Присланная статья Ахматовой очень понравилась: «Первоклассно, по-европейски, точно; опровергает общераспространенное мнение о моих стихах без задора, но несокрушимо». В письме отцу Л. К. передавала и такую похвалу: «Это первозданно и основополагающе… Этого еще никто не писал…» Ахматова написала Корнею Ивановичу письмо (от него, правда, сохранилось только начало), где говорится: «Вы сказали о поэме самое нужное, самое главное». И еще одна похвала Ахматовой, сохраненная в «Записках» Лидии Корнеевны: «Это – шедевр К. Ч. Вот увидите, как его работа будет оценена. Статья написана г р о м к о. У нас совсем утрачено это искусство».

Однако в ноябре «Новый мир» решил не печатать ни Ахматову, ни предисловия, над которым К. И. так долго трудился.

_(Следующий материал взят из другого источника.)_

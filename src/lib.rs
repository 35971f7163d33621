//! Engine of a desktop calculator.
//!
//! A [`Calculator`] owns a display buffer and a memory register. Front-ends
//! feed it keypad tokens (`"7"`, `"+"`, `"√"`, `"M+"`, `"="`, ...) or key
//! presses and render [`Calculator::display`] afterwards. Failures never
//! escape: they show up on the display as `Invalid Input`, `Not a number`
//! or `Error: <message>`.
//!
//! ```
//! use deskcalc::Calculator;
//!
//! let mut calc = Calculator::with_hook(());
//! for token in &["9", "√", "+", "1", "="] {
//!     calc.handle_token(token);
//! }
//! assert_eq!(calc.display(), "4");
//! ```

mod ast;
mod engine;
mod error;
mod hook;
mod keys;
mod ops;
mod parse;
mod token;
mod value;

#[cfg(test)]
mod tests;

pub use crate::ast::{BinaryOp, Expr};
pub use crate::engine::Calculator;
pub use crate::error::{CalcError, Fault, PartialComp};
pub use crate::hook::{Hook, Outcome, TraceHook};
pub use crate::keys::{key_input, Key, KeyInput};
pub use crate::ops::{lookup, Descriptor, Guard, Kind, MemoryOp, Mode, Unary, COMMANDS, KEYPAD};
pub use crate::parse::MAX_DEPTH;
pub use crate::value::Number;

/// Parses an arithmetic expression without evaluating it.
pub fn parse_expr(input: &str) -> Result<Expr, CalcError> {
    token::tokenize(input).and_then(|tokens| parse::parse(&tokens))
}

/// Evaluates an arithmetic expression. Non-finite results are errors.
pub fn eval(input: &str) -> Result<Number, CalcError> {
    parse_expr(input)
        .and_then(|expr| expr.eval())
        .and_then(Number::finite)
}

С этой новостью ему позвонили из «Нового мира». Лидия Корнеевна пишет: 'Я ждала взрыва, но Дед, с несвойственным ему спокойствием, сказал:

– Какая у вас, однако, глупая редколлегия!'

«Глупая редколлегия» вскоре отвергла и «Софью Петровну» Лидии Корнеевны; Твардовский лично написал жестокую, уничижительную рецензию, в которой прошелся по «идейно-художественной несостоятельности повести». Однако «Софью Петровну» оценил Эренбург, сказавший автору, что не только написать это, но даже задуматься об этом в 1939 году – уже было мужество.

В одиннадцатом номере «Нового мира» все-таки вышел солженицынский «Один день Ивана Денисовича», и этому боялись верить: невозможное случилось, в литературе зазвучал голос заключенного, одного из миллионов, и отменить этого уже было нельзя.

Но маятник уже качнулся обратно. Ахматова говорила: щель на глазах сужается. 1962 год, такой счастливый и оптимистичный вначале, к концу своему увяз в тоскливом безобразии. Осенью разразился тяжелейший Карибский кризис, едва не спаливший мир в огне ядерной войны. Пленум ЦК КПСС принял серию новых бездарных решений о реорганизации хозяйства. 1 декабря грянул «Манежный скандал».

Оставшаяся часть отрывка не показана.